Since 1993 Harvard Business School has distributed more than 150,000 copies of 'In Service for Sight' (their original case study on the Aravind model) to the top twenty business schools in the United States.

== Founding of Aravind ==
In 1976, at the mandatory retirement age of 58, Venkataswamy founded the Aravind Eye Hospital in Madurai, Tamil Nadu with his four siblings, G. Nallakrishnan, R. Janaky, G. Srinivasan, G. Natchiar and their respective spouses, Meenakshi, R.S. Ramasamy, Lalitha S. and P. Namperumalsamy.
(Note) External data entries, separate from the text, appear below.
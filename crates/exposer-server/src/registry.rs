//! Service registry: owns the listeners and the per-protocol port
//! allocation table.
//!
//! All mutation runs under a single write lock; readers snapshot under the
//! read lock. Within one update, removals and replacements happen before
//! additions, so a subdomain whose config changed briefly has zero
//! listeners rather than two.

use std::collections::{HashMap, HashSet};
use std::sync::Arc;

use thiserror::Error;
use tokio::sync::RwLock;
use tracing::{error, info, warn};

use exposer_proto::{ExposedService, PortMapping, Protocol};

use crate::forwarder::Forwarder;
use crate::listener::PortListener;

/// A single transport an allocation occupies. TCP and UDP are independent
/// namespaces; a `tcp+udp` mapping occupies the same number in both.
#[derive(Debug, Clone, Copy, PartialEq, Eq, Hash)]
pub enum Flow {
    Tcp,
    Udp,
}

fn flows(protocol: Protocol) -> &'static [Flow] {
    match protocol {
        Protocol::Tcp => &[Flow::Tcp],
        Protocol::Udp => &[Flow::Udp],
        Protocol::TcpUdp => &[Flow::Tcp, Flow::Udp],
    }
}

/// Registry errors.
#[derive(Debug, Error)]
pub enum RegistryError {
    #[error("no available ports in range {start}-{end}")]
    PortExhausted { start: u16, end: u16 },
}

struct ServiceEntry {
    service: ExposedService,
    /// Keys of the listeners started for this service, by allocated port.
    /// Allocated ports can differ from requested ports after a remap.
    listener_keys: Vec<(u16, Protocol)>,
}

#[derive(Default)]
struct Inner {
    services: HashMap<String, ServiceEntry>,
    listeners: HashMap<(u16, Protocol), PortListener>,
    allocated: HashSet<(u16, Flow)>,
}

/// Registry of exposed services and their port listeners.
pub struct ServiceRegistry {
    inner: RwLock<Inner>,
    range_start: u16,
    range_end: u16,
    forwarder: Arc<Forwarder>,
}

impl ServiceRegistry {
    pub fn new(range_start: u16, range_end: u16, forwarder: Arc<Forwarder>) -> Self {
        Self {
            inner: RwLock::new(Inner::default()),
            range_start,
            range_end,
            forwarder,
        }
    }

    /// Apply a full desired state: tear down services that disappeared or
    /// changed, then add what is new. Per-port failures are logged and do
    /// not fail the rest of the update.
    pub async fn update(&self, desired: Vec<ExposedService>) {
        let mut inner = self.inner.write().await;

        info!(count = desired.len(), "updating service registry");

        let mut desired_map: HashMap<String, ExposedService> = HashMap::new();
        for svc in desired {
            desired_map.insert(svc.subdomain.clone(), svc);
        }

        // Removals and replacements first.
        let current: Vec<String> = inner.services.keys().cloned().collect();
        for subdomain in current {
            let unchanged = desired_map
                .get(&subdomain)
                .map(|new_svc| services_equal(&inner.services[&subdomain].service, new_svc));

            match unchanged {
                None => {
                    info!(%subdomain, "removing service");
                    Self::remove_locked(&mut inner, &subdomain).await;
                }
                Some(true) => {
                    // Structurally identical: leave the listeners alone.
                    desired_map.remove(&subdomain);
                }
                Some(false) => {
                    info!(%subdomain, "service configuration changed");
                    Self::remove_locked(&mut inner, &subdomain).await;
                }
            }
        }

        // Then additions.
        for (subdomain, svc) in desired_map {
            info!(%subdomain, "adding service");
            self.add_locked(&mut inner, svc).await;
        }

        info!(active_services = inner.services.len(), "service registry updated");
    }

    /// Remove one service and free everything it held.
    pub async fn remove_service(&self, subdomain: &str) {
        let mut inner = self.inner.write().await;
        Self::remove_locked(&mut inner, subdomain).await;
    }

    /// Snapshot of the registered services.
    pub async fn services(&self) -> Vec<ExposedService> {
        let inner = self.inner.read().await;
        inner
            .services
            .values()
            .map(|entry| entry.service.clone())
            .collect()
    }

    pub async fn get_service(&self, subdomain: &str) -> Option<ExposedService> {
        let inner = self.inner.read().await;
        inner
            .services
            .get(subdomain)
            .map(|entry| entry.service.clone())
    }

    pub async fn listener_count(&self) -> usize {
        self.inner.read().await.listeners.len()
    }

    pub async fn is_allocated(&self, port: u16, flow: Flow) -> bool {
        self.inner.read().await.allocated.contains(&(port, flow))
    }

    /// Id of the listener serving `(port, protocol)`, if any. Stable ids
    /// across updates prove the absence of listener churn.
    pub async fn listener_id(&self, port: u16, protocol: Protocol) -> Option<u64> {
        self.inner
            .read()
            .await
            .listeners
            .get(&(port, protocol))
            .map(|l| l.id())
    }

    /// Stop every listener and clear the registry.
    pub async fn close(&self) {
        let mut inner = self.inner.write().await;

        info!("closing service registry");

        for (_, listener) in inner.listeners.drain() {
            listener.stop().await;
        }
        inner.services.clear();
        inner.allocated.clear();
    }

    async fn add_locked(&self, inner: &mut Inner, svc: ExposedService) {
        let subdomain = svc.subdomain.clone();
        let mut listener_keys = Vec::new();

        for mapping in svc.ports.clone() {
            let port = match self.allocate_locked(inner, &mapping) {
                Ok(port) => port,
                Err(e) => {
                    error!(
                        %subdomain,
                        port = mapping.port,
                        protocol = %mapping.protocol,
                        error = %e,
                        "failed to allocate port"
                    );
                    continue;
                }
            };

            match PortListener::start(port, &svc, &mapping, self.forwarder.clone()).await {
                Ok(listener) => {
                    inner.listeners.insert((port, mapping.protocol), listener);
                    listener_keys.push((port, mapping.protocol));
                }
                Err(e) => {
                    error!(
                        %subdomain,
                        port,
                        protocol = %mapping.protocol,
                        error = %e,
                        "failed to start listener"
                    );
                    Self::deallocate_locked(inner, port, mapping.protocol);
                }
            }
        }

        inner.services.insert(
            subdomain,
            ServiceEntry {
                service: svc,
                listener_keys,
            },
        );
    }

    async fn remove_locked(inner: &mut Inner, subdomain: &str) {
        let Some(entry) = inner.services.remove(subdomain) else {
            return;
        };

        for key in entry.listener_keys {
            if let Some(listener) = inner.listeners.remove(&key) {
                listener.stop().await;
            }
            Self::deallocate_locked(inner, key.0, key.1);
        }
    }

    /// Allocate a port for a mapping: the requested port if every flow it
    /// needs is free, else the first number in the configured range free
    /// for all of them.
    fn allocate_locked(&self, inner: &mut Inner, mapping: &PortMapping) -> Result<u16, RegistryError> {
        let wanted = flows(mapping.protocol);

        if wanted.iter().all(|f| !inner.allocated.contains(&(mapping.port, *f))) {
            for f in wanted {
                inner.allocated.insert((mapping.port, *f));
            }
            return Ok(mapping.port);
        }

        for port in self.range_start..=self.range_end {
            if wanted.iter().all(|f| !inner.allocated.contains(&(port, *f))) {
                for f in wanted {
                    inner.allocated.insert((port, *f));
                }
                warn!(
                    requested = mapping.port,
                    allocated = port,
                    protocol = %mapping.protocol,
                    "port conflict, allocated alternative"
                );
                return Ok(port);
            }
        }

        Err(RegistryError::PortExhausted {
            start: self.range_start,
            end: self.range_end,
        })
    }

    fn deallocate_locked(inner: &mut Inner, port: u16, protocol: Protocol) {
        for f in flows(protocol) {
            inner.allocated.remove(&(port, *f));
        }
    }
}

/// Structural comparison: identity fields plus the ordered port list by
/// port and protocol.
fn services_equal(a: &ExposedService, b: &ExposedService) -> bool {
    if a.name != b.name
        || a.namespace != b.namespace
        || a.subdomain != b.subdomain
        || a.target_ip != b.target_ip
        || a.ports.len() != b.ports.len()
    {
        return false;
    }
    a.ports
        .iter()
        .zip(&b.ports)
        .all(|(pa, pb)| pa.port == pb.port && pa.protocol == pb.protocol)
}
Together, they formed the Govel Trust to manage the hospital, and defined Aravind's mission: To eliminate needless blindness by providing high quality and compassionate eye care affordable for all. P. Namperumalsamy's sister, P. Vijayalakshmi and her husband, M. Srinivasan also joined his work. In the initial years he and his team faced many financial difficulties. Venkataswamy is the founding member of Seva Foundation (a US-based non-profit organisation), that partnered with Aravind in the early years by widening the organisation's access to the latest technology, and skilled volunteers. Seva continues to collaborate with Aravind in various aspects of eye care management, education, and research. Today, the Aravind Eye Care System encompasses a growing network of eye care facilities which include seven tertiary centres, six secondary hospitals, six outpatient eye examination centres and seventy primary eye examination facilities, as well as a post-graduate training institute for ophthalmology, an international eye research centre, eye bank, training and consulting institute and manufacturing facility.

== Personal life ==
Venkataswamy never married. He lived with his younger brother G. Srinivasan (Aravind Eye Care System's Director of Finance and Building) and his family. Today, over 35 members across three generations of Venkataswamy's family work at Aravind. Venkataswamy was a Gandhian and a disciple of the spiritual teachers Sri Aurobindo and the Mother. Former President of India A.P.J. Abdul Kalam, a friend of his, wrote, "In the Aravind experience I see the path we need to take, a transformation of life into a powerful instrument of right action." he used to walk daily 6 km to school

== Books, films and other media ==
- Books
- Illuminated Spirit by Govindappa Venkataswamy
- Infinite Vision: How Aravind Became the World's Greatest Business Case for Compassion
- Namaste, Dr. V! He restored eyesight for the most marginalised

- Films
- Infinite Vision
- Healing the Eyes of the World
- PBS Religion and News Weekly

- Interviews
- Spiritual Consciousness and Healing

- Media articles
- The Perfect Vision of Dr Venkataswamy (Fast Company, 2001)
- Man of Vision (Business Today, 2004)
- McDonalds and Dr Venkataswamy (Forbes, 2010)
- A Hospital Network with a Vision (New York Times, 2013)
- McSurgery: A Man Who Saved 2.4 Million Eyes (Wall Street Journal)

==Degrees earned==
- Bachelor of Arts in chemistry from American College in Madurai in 1938
- Doctor of Medicine from Stanley Medical College in Madras in 1944
- Doctor of ophthalmology at the Government Ophthalmic Hospital in Madras in 1951
- Honorary Doctorate from University of Illinois, 1985
- Honorary Fellowship awarded by The Royal College of Ophthalmology, London, 1994

==Awards and honours==
- Padma Shri in 1973
- Lifetime Service Award from the International Agency for the Prevention of Blindness, 1982
- Helen Keller International Award, 1987
- Harold Wit Lectureship, Harvard Divinity School, 1991
- Pisart-Lighthouse for the Blind Award, 1992
- International Blindness Prevention Award, American Academy of Ophthalmology, 1993
- Susruta Award, Asia Pacific Academy of Ophthalmology, 1997
- Dr B. C. Roy Award – 2001
- ASCRS Ophthalmology Hall of Fame, 2004
- On 1 October 2018, search engine Google commemorated Dr Venkataswamy with a Doodle on his birth centenary.